Task requirements: Give every line of the listing back, exactly as written.

━━ Data extract ━━

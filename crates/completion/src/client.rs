//! HTTP client for OpenAI-compatible chat completion endpoints.

use async_trait::async_trait;
use serde::{Deserialize, Serialize};

use crate::config::CompletionConfig;
use crate::types::{ChatMessage, CompletionRequest};
use crate::{CompletionError, CompletionProvider};

/// Body sent to `POST /chat/completions`.
#[derive(Debug, Serialize)]
struct ChatCompletionBody<'a> {
    model: &'a str,
    messages: &'a [ChatMessage],
    temperature: f32,
    max_tokens: u32,
}

#[derive(Debug, Deserialize)]
struct ChatCompletionResponse {
    #[serde(default)]
    choices: Vec<Choice>,
}

#[derive(Debug, Deserialize)]
struct Choice {
    message: ChoiceMessage,
}

#[derive(Debug, Deserialize)]
struct ChoiceMessage {
    #[serde(default)]
    content: Option<String>,
}

/// Completion provider speaking the OpenAI chat-completions protocol.
pub struct OpenAiCompatClient {
    client: reqwest::Client,
    base_url: String,
    api_key: String,
    model: String,
}

impl OpenAiCompatClient {
    /// Create a client with its own connection pool and request timeout.
    pub fn new(config: &CompletionConfig) -> Result<Self, CompletionError> {
        let client = reqwest::Client::builder()
            .timeout(config.timeout)
            .build()?;
        Ok(Self::with_client(client, config))
    }

    /// Create a client reusing an existing [`reqwest::Client`].
    pub fn with_client(client: reqwest::Client, config: &CompletionConfig) -> Self {
        Self {
            client,
            base_url: config.base_url.clone(),
            api_key: config.api_key.clone(),
            model: config.model.clone(),
        }
    }

    pub fn model(&self) -> &str {
        &self.model
    }

    /// Return the response unchanged on 2xx, or an [`CompletionError::Api`]
    /// carrying the status and body text.
    async fn ensure_success(
        response: reqwest::Response,
    ) -> Result<reqwest::Response, CompletionError> {
        let status = response.status();
        if !status.is_success() {
            let body = response
                .text()
                .await
                .unwrap_or_else(|_| "<unreadable body>".to_string());
            return Err(CompletionError::Api {
                status: status.as_u16(),
                body,
            });
        }
        Ok(response)
    }
}

#[async_trait]
impl CompletionProvider for OpenAiCompatClient {
    async fn complete(&self, request: CompletionRequest) -> Result<String, CompletionError> {
        let body = ChatCompletionBody {
            model: &self.model,
            messages: &request.messages,
            temperature: request.temperature,
            max_tokens: request.max_tokens,
        };

        tracing::debug!(
            model = %self.model,
            messages = request.messages.len(),
            max_tokens = request.max_tokens,
            "Sending completion request"
        );

        let response = self
            .client
            .post(format!("{}/chat/completions", self.base_url))
            .bearer_auth(&self.api_key)
            .json(&body)
            .send()
            .await?;

        let parsed: ChatCompletionResponse = Self::ensure_success(response).await?.json().await?;

        parsed
            .choices
            .into_iter()
            .next()
            .and_then(|choice| choice.message.content)
            .ok_or(CompletionError::EmptyResponse)
    }
}
//! Creation entity model and insert DTO.
//!
//! Creations are immutable once written; there is no update DTO.

use serde::Serialize;
use sqlx::FromRow;
use quickai_core::creation::CreationRecord;
use quickai_core::types::{DbId, Timestamp};

/// Full row from the `creations` table.
#[derive(Debug, Clone, FromRow, Serialize)]
pub struct Creation {
    pub id: DbId,
    pub user_id: String,
    pub prompt: String,
    pub content: String,
    #[sqlx(rename = "type")]
    #[serde(rename = "type")]
    pub kind: String,
    pub publish: bool,
    pub likes: Vec<String>,
    pub created_at: Timestamp,
    pub updated_at: Timestamp,
}

/// DTO for inserting a new creation.
#[derive(Debug, Clone)]
pub struct CreateCreation {
    pub user_id: String,
    pub prompt: String,
    pub content: String,
    pub kind: String,
}

impl From<&CreationRecord> for CreateCreation {
    fn from(record: &CreationRecord) -> Self {
        Self {
            user_id: record.caller_id.clone(),
            prompt: record.prompt.clone(),
            content: record.content.clone(),
            kind: record.kind.tag().to_string(),
        }
    }
}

━━━

Response to this task:
filename crates/completion/src/client.rs
//! HTTP client for OpenAI-compatible chat completion endpoints.

use async_trait::async_trait;
use serde::{Deserialize, Serialize};

use crate::config::CompletionConfig;
use crate::types::{ChatMessage, CompletionRequest};
use crate::{CompletionError, CompletionProvider};

/// Body sent to `POST /chat/completions`.
#[derive(Debug, Serialize)]
struct ChatCompletionBody<'a> {
    model: &'a str,
    messages: &'a [ChatMessage],
    temperature: f32,
    max_tokens: u32,
}

#[derive(Debug, Deserialize)]
struct ChatCompletionResponse {
    #[serde(default)]
    choices: Vec<Choice>,
}

#[derive(Debug, Deserialize)]
struct Choice {
    message: ChoiceMessage,
}

#[derive(Debug, Deserialize)]
struct ChoiceMessage {
    #[serde(default)]
    content: Option<String>,
}

/// Completion provider speaking the OpenAI chat-completions protocol.
pub struct OpenAiCompatClient {
    client: reqwest::Client,
    base_url: String,
    api_key: String,
    model: String,
}

impl OpenAiCompatClient {
    /// Create a client with its own connection pool and request timeout.
    pub fn new(config: &CompletionConfig) -> Result<Self, CompletionError> {
        let client = reqwest::Client::builder()
            .timeout(config.timeout)
            .build()?;
        Ok(Self::with_client(client, config))
    }

    /// Create a client reusing an existing [`reqwest::Client`].
    pub fn with_client(client: reqwest::Client, config: &CompletionConfig) -> Self {
        Self {
            client,
            base_url: config.base_url.clone(),
            api_key: config.api_key.clone(),
            model: config.model.clone(),
        }
    }

    pub fn model(&self) -> &str {
        &self.model
    }

    /// Return the response unchanged on 2xx, or an [`CompletionError::Api`]
    /// carrying the status and body text.
    async fn ensure_success(
        response: reqwest::Response,
    ) -> Result<reqwest::Response, CompletionError> {
        let status = response.status();
        if !status.is_success() {
            let body = response
                .text()
                .await
                .unwrap_or_else(|_| "<unreadable body>".to_string());
            return Err(CompletionError::Api {
                status: status.as_u16(),
                body,
            });
        }
        Ok(response)
    }
}

#[async_trait]
impl CompletionProvider for OpenAiCompatClient {
    async fn complete(&self, request: CompletionRequest) -> Result<String, CompletionError> {
        let body = ChatCompletionBody {
            model: &self.model,
            messages: &request.messages,
            temperature: request.temperature,
            max_tokens: request.max_tokens,
        };

        tracing::debug!(
            model = %self.model,
            messages = request.messages.len(),
            max_tokens = request.max_tokens,
            "Sending completion request"
        );

        let response = self
            .client
            .post(format!("{}/chat/completions", self.base_url))
            .bearer_auth(&self.api_key)
            .json(&body)
            .send()
            .await?;

        let parsed: ChatCompletionResponse = Self::ensure_success(response).await?.json().await?;

        parsed
            .choices
            .into_iter()
            .next()
            .and_then(|choice| choice.message.content)
            .ok_or(CompletionError::EmptyResponse)
    }
}
//! Creation entity model and insert DTO.
//!
//! Creations are immutable once written; there is no update DTO.

use serde::Serialize;
use sqlx::FromRow;
use quickai_core::creation::CreationRecord;
use quickai_core::types::{DbId, Timestamp};

/// Full row from the `creations` table.
#[derive(Debug, Clone, FromRow, Serialize)]
pub struct Creation {
    pub id: DbId,
    pub user_id: String,
    pub prompt: String,
    pub content: String,
    #[sqlx(rename = "type")]
    #[serde(rename = "type")]
    pub kind: String,
    pub publish: bool,
    pub likes: Vec<String>,
    pub created_at: Timestamp,
    pub updated_at: Timestamp,
}

/// DTO for inserting a new creation.
#[derive(Debug, Clone)]
pub struct CreateCreation {
    pub user_id: String,
    pub prompt: String,
    pub content: String,
    pub kind: String,
}

impl From<&CreationRecord> for CreateCreation {
    fn from(record: &CreationRecord) -> Self {
        Self {
            user_id: record.caller_id.clone(),
            prompt: record.prompt.clone(),
            content: record.content.clone(),
            kind: record.kind.tag().to_string(),
        }
    }
}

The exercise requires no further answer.